_Given records_

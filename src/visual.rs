//! Visual attribute resolution: per-point/per-group color, size and alpha.
//!
//! Static initializers (string expressions tagged color/size/alpha) are
//! evaluated once per group, unless the expression references the per-point
//! `age` variable — then it runs per point. Controller scripts run after
//! the initializers in declared order, through a read/write facade (`color`,
//! `size`, `alpha`, `status`); the `status` write funnels into the
//! lifecycle controller's sticky-status rule.
//!
//! Output is clamped (size floor, alpha and color components in [0, 1]) and
//! color is converted from the author-facing sRGB space to linear for the
//! renderer.

use std::collections::HashMap;

use glam::Vec3;
use rhai::Dynamic;

use crate::card::{Card, VisualAttr};
use crate::script_scope::{build_scope, take_mem, take_status, CallLocals};
use crate::scripting::{
    assigns_status, dynamic_to_f32, dynamic_to_vec3, references_age, references_point_locals,
    ScriptHost, SlotKey,
};
use crate::timeline::Status;

/// Smallest size a point may report; keeps degenerate sizes drawable.
pub const MIN_POINT_SIZE: f32 = 1.0e-3;

/// Resolved visual attributes before clamping/linearization.
#[derive(Debug, Clone, Copy, PartialEq)]
pub struct VisualOut {
    /// Author-space (sRGB) color.
    pub color: Vec3,
    pub size: f32,
    pub alpha: f32,
}

impl Default for VisualOut {
    fn default() -> Self {
        Self {
            color: Vec3::ONE,
            size: 1.0,
            alpha: 1.0,
        }
    }
}

impl VisualOut {
    pub fn clamp(&mut self) {
        self.color = self.color.clamp(Vec3::ZERO, Vec3::ONE);
        self.size = self.size.max(MIN_POINT_SIZE);
        self.alpha = self.alpha.clamp(0.0, 1.0);
    }
}

/// One compiled controller reference.
#[derive(Debug, Clone, Copy)]
pub struct ControllerRef {
    pub slot: SlotKey,
    /// Whether the source assigns `status` (pins the lifecycle).
    pub assigns_status: bool,
}

/// A card's visual evaluation plan, split by granularity.
#[derive(Debug, Clone, Default)]
pub struct VisualProgram {
    pub group_inits: Vec<(VisualAttr, SlotKey)>,
    pub point_inits: Vec<(VisualAttr, SlotKey)>,
    pub group_ctrls: Vec<ControllerRef>,
    pub point_ctrls: Vec<ControllerRef>,
    /// True when any controller source assigns `status` this generation.
    pub any_assigns_status: bool,
}

/// Build a card's visual program, collecting the slots that need compiling.
pub fn prepare_program(card: &Card) -> (VisualProgram, Vec<(SlotKey, String)>) {
    let mut program = VisualProgram::default();
    let mut compiles = Vec::new();

    for (i, init) in card.visuals.iter().enumerate() {
        let slot = SlotKey::Visual {
            card: card.id,
            index: i as u16,
        };
        compiles.push((slot, init.expr.clone()));
        if references_age(&init.expr) {
            program.point_inits.push((init.attr, slot));
        } else {
            program.group_inits.push((init.attr, slot));
        }
    }

    for (i, ctrl) in card.controllers.iter().enumerate() {
        let slot = SlotKey::Controller {
            card: card.id,
            action: i as u16,
        };
        compiles.push((slot, ctrl.source.clone()));
        let assigns = assigns_status(&ctrl.source);
        program.any_assigns_status |= assigns;
        let reference = ControllerRef {
            slot,
            assigns_status: assigns,
        };
        if references_point_locals(&ctrl.source) {
            program.point_ctrls.push(reference);
        } else {
            program.group_ctrls.push(reference);
        }
    }

    (program, compiles)
}

/// Apply one evaluated initializer value to the visual record.
pub fn apply_init(attr: VisualAttr, value: &Dynamic, visual: &mut VisualOut) {
    match attr {
        VisualAttr::Color => visual.color = dynamic_to_vec3(value),
        VisualAttr::Size => visual.size = dynamic_to_f32(value),
        VisualAttr::Alpha => visual.alpha = dynamic_to_f32(value),
    }
}

/// Run the initializers in `inits` against `visual`.
pub fn run_inits(
    inits: &[(VisualAttr, SlotKey)],
    host: &mut ScriptHost,
    globals: &HashMap<String, Dynamic>,
    mem: &rhai::Map,
    locals: &CallLocals,
    visual: &mut VisualOut,
) {
    for &(attr, slot) in inits {
        let mut scope = build_scope(globals, mem, locals);
        if let Some(value) = host.eval_slot(slot, &mut scope) {
            apply_init(attr, &value, visual);
        }
        // A failed initializer leaves the previous value standing.
    }
}

/// Outcome of one controller run.
pub struct ControllerResult {
    /// The `status` value after the call (always present; the caller only
    /// acts on it when the source assigns).
    pub status: Option<Status>,
    /// The card-shared scope after the call.
    pub mem: rhai::Map,
}

/// Run one controller through the read/write facade.
pub fn run_controller(
    ctrl: &ControllerRef,
    host: &mut ScriptHost,
    globals: &HashMap<String, Dynamic>,
    mem: &rhai::Map,
    locals: &CallLocals,
    visual: &mut VisualOut,
) -> ControllerResult {
    let mut scope = build_scope(globals, mem, locals);
    scope.push("color", visual.color);
    scope.push("size", visual.size);
    scope.push("alpha", visual.alpha);

    host.eval_slot(ctrl.slot, &mut scope);

    // Read the facade back with coercion: authors write `size = 2` as
    // readily as `size = 2.0`.
    if let Some(color) = scope.get_value::<Dynamic>("color") {
        visual.color = dynamic_to_vec3(&color);
    }
    if let Some(size) = scope.get_value::<Dynamic>("size") {
        visual.size = dynamic_to_f32(&size);
    }
    if let Some(alpha) = scope.get_value::<Dynamic>("alpha") {
        visual.alpha = dynamic_to_f32(&alpha);
    }

    ControllerResult {
        status: take_status(&scope),
        mem: take_mem(&scope).unwrap_or_else(|| mem.clone()),
    }
}

/// Author-facing sRGB component to linear.
pub fn srgb_to_linear(c: f32) -> f32 {
    let c = c.clamp(0.0, 1.0);
    if c <= 0.04045 {
        c / 12.92
    } else {
        ((c + 0.055) / 1.055).powf(2.4)
    }
}

/// Clamp and linearize a visual record into renderer components.
pub fn finalize(visual: &VisualOut) -> ([f32; 3], f32, f32) {
    let mut v = *visual;
    v.clamp();
    (
        [
            srgb_to_linear(v.color.x),
            srgb_to_linear(v.color.y),
            srgb_to_linear(v.color.z),
        ],
        v.size,
        v.alpha,
    )
}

_Work required_
Filter the listing above for lines with the word "facing", and copy each one you find.

_Written solution_
//! color is converted from the author-facing sRGB space to linear for the
/// Author-facing sRGB component to linear.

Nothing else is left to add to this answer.